As they emerged from Ingredients, Rachel pointed out Baby Mine, a store for all things short people, and they headed that way. Ben took a moment to help Max put the new bags and Savannah and Cass’s boxed appliances in the car.

As Max straightened and closed the trunk, he watched the women, descending on the store like an army at the quickstep. “You want a protein bar, to help keep up your energy?”

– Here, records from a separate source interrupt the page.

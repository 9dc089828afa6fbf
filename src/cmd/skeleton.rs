use std::path::PathBuf;

use wldoc::wld::merge::import_shared_animations;
use wldoc::wld::{Animation, Bone, Fragment, Result, SkeletonHierarchy, TrackSource, WldDocument};

use crate::cmd::util::{emit_json, ref_json, ref_label};

#[derive(clap::Args)]
pub struct Args {
	pub path: PathBuf,
	/// Only show the skeleton with this exact fragment name.
	#[arg(long)]
	pub name: Option<String>,
	/// Remove the model base from cleaned bone names.
	#[arg(long)]
	pub strip_model_base: bool,
	/// Shared animation file to import missing animations from.
	#[arg(long, requires = "shared_model")]
	pub shared: Option<PathBuf>,
	/// Three-letter model code whose tracks are imported from `--shared`.
	#[arg(long)]
	pub shared_model: Option<String>,
	#[arg(long)]
	pub json: bool,
}

/// Build skeleton trees and print bones and bound animations.
pub fn run(args: Args) -> Result<()> {
	let Args {
		path,
		name,
		strip_model_base,
		shared,
		shared_model,
		json,
	} = args;

	let mut doc = WldDocument::open(&path)?;
	doc.build_skeletons(strip_model_base);

	let donor = shared.as_ref().map(WldDocument::open).transpose()?;
	let mut shared_bound = 0;
	if let (Some(donor), Some(model)) = (&donor, &shared_model) {
		shared_bound = import_shared_animations(&mut doc, donor, model);
	}

	let skeletons: Vec<(&Fragment, &SkeletonHierarchy)> = doc
		.iter_kind::<SkeletonHierarchy>()
		.filter(|(fragment, _)| name.as_deref().is_none_or(|name| fragment.name() == name))
		.collect();

	if json {
		let payload = SkeletonsJson {
			path: path.display().to_string(),
			shared_tracks_bound: shared_bound,
			skeletons: skeletons.iter().map(|(fragment, skeleton)| skeleton_json(fragment, skeleton)).collect(),
		};
		emit_json(&payload);
		return Ok(());
	}

	println!("path: {}", path.display());
	println!("skeletons: {}", skeletons.len());
	if donor.is_some() {
		println!("shared_tracks_bound: {shared_bound}");
	}

	for (fragment, skeleton) in skeletons {
		println!();
		println!("skeleton {} {}", fragment.index, fragment.name());
		println!("model_base: {}", skeleton.model_base);
		println!("bones: {}", skeleton.bones.len());
		for bone in &skeleton.bones {
			println!(
				"  {}\t{}\tpiece={}\ttrack={}\t{}",
				bone.index,
				bone.index_path,
				bone.piece,
				ref_label(bone.track),
				bone.cleaned_full_path
			);
		}

		println!("animations: {}", skeleton.animations.len());
		for animation in skeleton.animations.values() {
			println!(
				"  {}\tmodel={}\tframes={}\ttotal_ms={}\ttracks={}\tshared={}",
				animation.name,
				animation.model_base,
				animation.frame_count,
				animation.total_time_ms,
				animation.tracks_by_piece.len(),
				shared_tracks(animation)
			);
		}
	}

	Ok(())
}

fn shared_tracks(animation: &Animation) -> usize {
	animation
		.tracks_by_piece
		.values()
		.filter(|binding| binding.source == TrackSource::Shared)
		.count()
}

fn skeleton_json(fragment: &Fragment, skeleton: &SkeletonHierarchy) -> SkeletonJson {
	SkeletonJson {
		index: fragment.index.raw(),
		name: fragment.name().to_owned(),
		model_base: skeleton.model_base.clone(),
		bones: skeleton.bones.iter().map(bone_json).collect(),
		animations: skeleton
			.animations
			.values()
			.map(|animation| AnimationJson {
				name: animation.name.clone(),
				model_base: animation.model_base.clone(),
				frame_count: animation.frame_count,
				total_time_ms: animation.total_time_ms,
				tracks: animation.tracks_by_piece.len(),
				shared_tracks: shared_tracks(animation),
			})
			.collect(),
	}
}

fn bone_json(bone: &Bone) -> BoneJson {
	BoneJson {
		index: bone.index,
		name: bone.name.to_string(),
		parent: bone.parent,
		children: bone.children.clone(),
		piece: bone.piece.clone(),
		full_path: bone.full_path.clone(),
		cleaned_full_path: bone.cleaned_full_path.clone(),
		index_path: bone.index_path.clone(),
		track: ref_json(bone.track),
	}
}

#[derive(serde::Serialize)]
struct BoneJson {
	index: usize,
	name: String,
	parent: Option<usize>,
	children: Vec<usize>,
	piece: String,
	full_path: String,
	cleaned_full_path: String,
	index_path: String,
	track: Option<u32>,
}

#[derive(serde::Serialize)]
struct AnimationJson {
	name: String,
	model_base: String,
	frame_count: usize,
	total_time_ms: u64,
	tracks: usize,
	shared_tracks: usize,
}

#[derive(serde::Serialize)]
struct SkeletonJson {
	index: u32,
	name: String,
	model_base: String,
	bones: Vec<BoneJson>,
	animations: Vec<AnimationJson>,
}

#[derive(serde::Serialize)]
struct SkeletonsJson {
	path: String,
	shared_tracks_bound: usize,
	skeletons: Vec<SkeletonJson>,
}
use crate::wld::WldError;
use crate::wld::bytes::Cursor;

#[test]
fn reads_little_endian_scalars_in_order() {
	let mut bytes = Vec::new();
	bytes.extend_from_slice(&0x1234_u16.to_le_bytes());
	bytes.extend_from_slice(&(-2_i32).to_le_bytes());
	bytes.extend_from_slice(&1.5_f32.to_le_bytes());
	bytes.push(0xff);

	let mut cursor = Cursor::new(&bytes);
	assert_eq!(cursor.read_u16_le().expect("u16"), 0x1234);
	assert_eq!(cursor.read_i32_le().expect("i32"), -2);
	assert_eq!(cursor.read_f32_le().expect("f32"), 1.5);
	assert_eq!(cursor.read_i8().expect("i8"), -1);
	assert_eq!(cursor.remaining(), 0);
}

#[test]
fn short_read_reports_offset_and_does_not_advance() {
	let bytes = [1_u8, 2, 3];
	let mut cursor = Cursor::new(&bytes);
	cursor.read_u8().expect("first byte");

	let err = cursor.read_u32_le().expect_err("only two bytes remain");
	assert!(matches!(err, WldError::UnexpectedEof { at: 1, need: 4, rem: 2 }));
	assert_eq!(cursor.pos(), 1);
}

#[test]
fn negative_count_is_rejected() {
	let bytes = (-3_i32).to_le_bytes();
	let mut cursor = Cursor::new(&bytes);
	let err = cursor.read_count("bone").expect_err("negative count");
	assert!(matches!(err, WldError::NegativeCount { field: "bone", count: -3 }));
}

“I don’t need help keeping anything up, thank you,” Ben retorted. At Max’s grin, he added, “You know, Jon’s been looking at auto-drive cars. You may be obsolete before you know it.”

“Good. Can focus on my fishing.”

“The first time Janet lets you clean a stinky fish on her Southern Living style back porch, I want video.”

Ben had expected the suggestion Max might be a regular visitor to Janet’s home would get him to clam up and retreat. This time he fired a decent return volley, which made Ben wonder if things were progressing faster than they knew.

“Love to chat, but I have to go sit in the car and nap. While listening to the game.” Max nodded toward the baby store. “You better hurry and catch up. They might need your opinion on baby rattles.”

The former Navy SEAL laughed and ducked Ben’s feigned punch. Reviewing a number of ways to take his revenge on the smug bastard, Ben headed for Baby Mine. He quickened his step so that he could hold the door open for an Asian mother coming out with a stroller. She had a phone tucked under her ear and a Louis Vuitton bag over the other shoulder he expected any of his women would have mugged her for. It looked big enough to be doubling as a very stylish diaper bag.

She nodded a harried thanks, but smiled as he made a face at the monument to cuteness in the conveyance, a toddler with silky black pigtails and laughing eyes who waved her drool-sticky fist at him.